**Task requirements**
Scan the entries for the word "total" and return every line that has it.

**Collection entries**
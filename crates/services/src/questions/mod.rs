mod movies;
mod source;

pub use movies::{DEFAULT_LIST_URL, MovieQuestionSource, MovieSourceConfig};
pub use source::{QuestionSource, StaticQuestionSource};

use rand::seq::IndexedRandom;

/// Uniform random pick; the thread-local RNG never outlives this call.
pub(crate) fn pick<T>(pool: &[T]) -> Option<&T> {
    pool.choose(&mut rand::rng())
}

/// Prompt shown for a movie and a rating threshold.
pub(crate) fn rating_prompt(title: &str, threshold: f32) -> String {
    format!("Is \"{title}\" rated higher than {threshold}?")
}
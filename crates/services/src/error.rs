//! Shared error types for the services crate.

use thiserror::Error;

use storage::repository::StorageError;
use storage::sqlite::SqliteInitError;

/// Errors emitted by `StatisticsStore`.
#[derive(Debug, Error)]
#[non_exhaustive]
pub enum StatisticsError {
    #[error("could not encode statistics: {0}")]
    Encoding(#[from] serde_json::Error),
    #[error(transparent)]
    Storage(#[from] StorageError),
}

/// Errors emitted by question sources.
#[derive(Debug, Error)]
#[non_exhaustive]
pub enum QuestionSourceError {
    /// The movie service answered but reported a problem.
    #[error("{message}")]
    Unavailable { message: String },
    #[error("no movies loaded")]
    EmptyPool,
    #[error("movie service request failed with status {0}")]
    HttpStatus(reqwest::StatusCode),
    #[error(transparent)]
    Http(#[from] reqwest::Error),
}

/// Failures surfaced to the quiz driver. None of them end the game; each one
/// maps to a retry prompt.
#[derive(Debug, Error)]
#[non_exhaustive]
pub enum QuizError {
    #[error("could not load movies: {0}")]
    QuestionSourceUnavailable(#[source] QuestionSourceError),
    #[error("could not load the next question: {0}")]
    QuestionFetchFailed(#[source] QuestionSourceError),
    #[error("could not save statistics: {0}")]
    Persistence(#[from] StatisticsError),
}

/// Errors emitted while bootstrapping app services.
#[derive(Debug, Error)]
#[non_exhaustive]
pub enum AppServicesError {
    #[error(transparent)]
    Sqlite(#[from] SqliteInitError),
}
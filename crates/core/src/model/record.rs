use chrono::{DateTime, Utc};
use serde::{Deserialize, Serialize};

use crate::model::RoundResult;
use crate::time::epoch;

/// The best round ever played.
///
/// Records are replaced wholesale, never patched. Persisted as JSON
/// `{"correct": .., "total": .., "date": "<RFC 3339>"}`.
#[derive(Debug, Clone, Copy, PartialEq, Eq, Serialize, Deserialize)]
pub struct GameRecord {
    correct: u32,
    total: u32,
    #[serde(rename = "date")]
    achieved_at: DateTime<Utc>,
}

impl GameRecord {
    #[must_use]
    pub fn new(correct: u32, total: u32, achieved_at: DateTime<Utc>) -> Self {
        Self {
            correct,
            total,
            achieved_at,
        }
    }

    /// Record used before any round has been stored.
    #[must_use]
    pub fn zero() -> Self {
        Self::new(0, 0, epoch())
    }

    #[must_use]
    pub fn from_round(result: &RoundResult, achieved_at: DateTime<Utc>) -> Self {
        Self::new(result.correct(), result.total(), achieved_at)
    }

    #[must_use]
    pub fn correct(&self) -> u32 {
        self.correct
    }

    #[must_use]
    pub fn total(&self) -> u32 {
        self.total
    }

    #[must_use]
    pub fn achieved_at(&self) -> DateTime<Utc> {
        self.achieved_at
    }

    /// Strictly more correct answers. Equal scores keep the existing record.
    #[must_use]
    pub fn is_better_than(&self, other: &GameRecord) -> bool {
        self.correct > other.correct
    }
}

impl Default for GameRecord {
    fn default() -> Self {
        Self::zero()
    }
}

#[cfg(test)]
mod tests {
    use super::*;
    use crate::time::fixed_now;
    use chrono::Duration;

    #[test]
    fn comparison_is_strict() {
        let now = fixed_now();
        let record = GameRecord::new(8, 10, now);
        assert!(!record.is_better_than(&record));

        let later_tie = GameRecord::new(8, 10, now + Duration::hours(1));
        assert!(!later_tie.is_better_than(&record));
        assert!(!record.is_better_than(&later_tie));

        let higher = GameRecord::new(9, 10, now);
        assert!(higher.is_better_than(&record));
        assert!(!record.is_better_than(&higher));
    }

    #[test]
    fn any_scored_round_beats_zero_record() {
        let one = GameRecord::new(1, 10, fixed_now());
        assert!(one.is_better_than(&GameRecord::zero()));
        assert!(!GameRecord::new(0, 10, fixed_now()).is_better_than(&GameRecord::zero()));
    }

    #[test]
    fn serializes_with_date_key() {
        let record = GameRecord::new(7, 10, fixed_now());
        let json = serde_json::to_string(&record).unwrap();
        assert_eq!(
            json,
            r#"{"correct":7,"total":10,"date":"2023-11-14T22:13:20Z"}"#
        );
        let back: GameRecord = serde_json::from_str(&json).unwrap();
        assert_eq!(back, record);
    }
}
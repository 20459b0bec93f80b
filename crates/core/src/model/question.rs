use std::fmt;

/// A single yes/no quiz question.
///
/// Built by a question source and handed to `QuizSession`, which drops it once
/// the answer has been scored and the round advances.
#[derive(Clone, PartialEq, Eq)]
pub struct Question {
    image: Vec<u8>,
    text: String,
    correct_answer: bool,
}

impl Question {
    #[must_use]
    pub fn new(image: Vec<u8>, text: impl Into<String>, correct_answer: bool) -> Self {
        Self {
            image,
            text: text.into(),
            correct_answer,
        }
    }

    /// Raw poster bytes, undecoded. Empty for text-only questions.
    #[must_use]
    pub fn image(&self) -> &[u8] {
        &self.image
    }

    #[must_use]
    pub fn text(&self) -> &str {
        &self.text
    }

    #[must_use]
    pub fn correct_answer(&self) -> bool {
        self.correct_answer
    }

    /// Returns true when `given` matches the expected answer.
    #[must_use]
    pub fn is_correct(&self, given: bool) -> bool {
        given == self.correct_answer
    }
}

// Poster bytes would flood logs.
impl fmt::Debug for Question {
    fn fmt(&self, f: &mut fmt::Formatter<'_>) -> fmt::Result {
        f.debug_struct("Question")
            .field("image_len", &self.image.len())
            .field("text", &self.text)
            .field("correct_answer", &self.correct_answer)
            .finish()
    }
}

#[cfg(test)]
mod tests {
    use super::*;

    #[test]
    fn scoring_compares_against_expected_answer() {
        let yes = Question::new(Vec::new(), "Rated higher than 7?", true);
        assert!(yes.is_correct(true));
        assert!(!yes.is_correct(false));

        let no = Question::new(vec![1, 2, 3], "Rated higher than 7?", false);
        assert!(no.is_correct(false));
        assert_eq!(no.image(), &[1, 2, 3]);
    }

    #[test]
    fn debug_output_omits_image_bytes() {
        let q = Question::new(vec![0xFF; 4096], "Q", true);
        let rendered = format!("{q:?}");
        assert!(rendered.contains("image_len: 4096"));
        assert!(rendered.len() < 200);
    }
}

**Answer box**
/// `{"correct": .., "total": .., "date": "<RFC 3339>"}`.
    total: u32,
    pub fn new(correct: u32, total: u32, achieved_at: DateTime<Utc>) -> Self {
            total,
        Self::new(result.correct(), result.total(), achieved_at)
    pub fn total(&self) -> u32 {
        self.total
            r#"{"correct":7,"total":10,"date":"2023-11-14T22:13:20Z"}"#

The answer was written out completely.